Insurance companies also enforce the idea that only one person in the family has a problem. In the Diagnostic and Statistical Manual of Mental Disorders, the leading authority on how mental disorders are handled, each diagnosis is coupled with a “V code,” which determines the severity of the condition. Family therapy does not have the proper code to warrant reimbursement to the family or the therapist by insurance companies. But if one person in the family unit is identified with having a mental disorder with a V code that allows for reimbursement, the entire family and the therapist receives money from insurance companies.
This completely flips the concept of the “full family approach.” With the blame forced onto one person, his or her problem becomes the cause of the family’s issues rather than being a symptom. It reinforces a strong individualistic attitude and also alienates one person, making them feel extremely uncomfortable. That outcome is counterproductive to therapy.
It seems that what works best to help people become more comfortable with therapy is simply talking about it. “I talk openly about it with friends and have gotten them to go see someone when they wouldn’t have otherwise,” says Cohen-Westbrooke.
For families like Grossman’s and Cohen-Westbrooke’s, family therapy failed in making them the classic 1950s family model that seems to be the goal for perfection. But they have a strong vein of communication, respect and especially love extending to all members. If anything, therapy just kept them within sight of one another, and this proximity did the rest.
“Therapy is becoming less stigmatized,” says Jerdan. “The loosening of some of the structures of our society have allowed for people to have an option rather than staying in an unhappy situation.”
The question is whether troubled families will allow themselves to be labeled as one of those families with issues and realize that they are far from being alone. Will they weigh the benefits against the consequences and come out with a pro-therapy result?
Many families feel as though adding therapy will only complicate things. This is a daunting thought that can add a substantial amount of stress to the lives of family members. A way for someone to neutralize these complexities is to oversimplify situations, which certainly happens in a family setting. This can lead to denial and repression that will only compound issues.

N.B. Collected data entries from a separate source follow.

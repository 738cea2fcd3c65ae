pub mod config;
pub mod constants;
pub mod loader;
pub mod runtime;
pub mod sequencer;

pub use self::config::Config;
pub use self::loader::load;
pub use self::runtime::Computer;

“We as individuals are so complex, and we’re not isolated,” says Meilman. “We live in systems, families, communities, culture. All of those things influence us.” Meilman says that part of her job as a counselor is “helping people honor the complexity that they are.”

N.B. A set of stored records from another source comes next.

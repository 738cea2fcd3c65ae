pub type Address = u16;
pub type Word = u16;

/// Total size of the computer memory
pub const MEMORY_SIZE: usize = 0x2000;

/// Feedback mask of the sequencer, maximal over 8-bit states
pub const POLYNOMIAL: u8 = 0xB8;

/// Number of distinct states visited by the sequencer before it loops
pub const PERIOD: usize = 255;

/// Address bit selecting the I/O channel instead of memory
pub const IO_SELECT: Address = 0x8000;

/// Instruction bit selecting an indirect operand
pub(crate) const MODE_INDIRECT: Word = 0x8000;

pub(crate) const OPCODE_SHIFT: u32 = 12;
pub(crate) const OPCODE_MASK: Word = 0x7;
pub(crate) const OPERAND_MASK: Word = 0x0FFF;

/// Control value a program starts from when none is given
pub const DEFAULT_START: Address = 1;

Too often, a family will decide that the work and patience therapy requires is not worth it. They completely skip the option of talking to someone and file for divorce, or send their children away to reform school, or worse. Many don’t do anything and just remain in their dysfunctional state, which can have far worse repercussions than what therapy would bring.
While therapy is not right for everyone, it is definitely a positive way to solve many conflicts that can occur between family members. While there are still several negative connotations attached to it, family therapy is evolving and growing to become a fantastic tool for many people trying to accept that nothing, including a family, is perfect.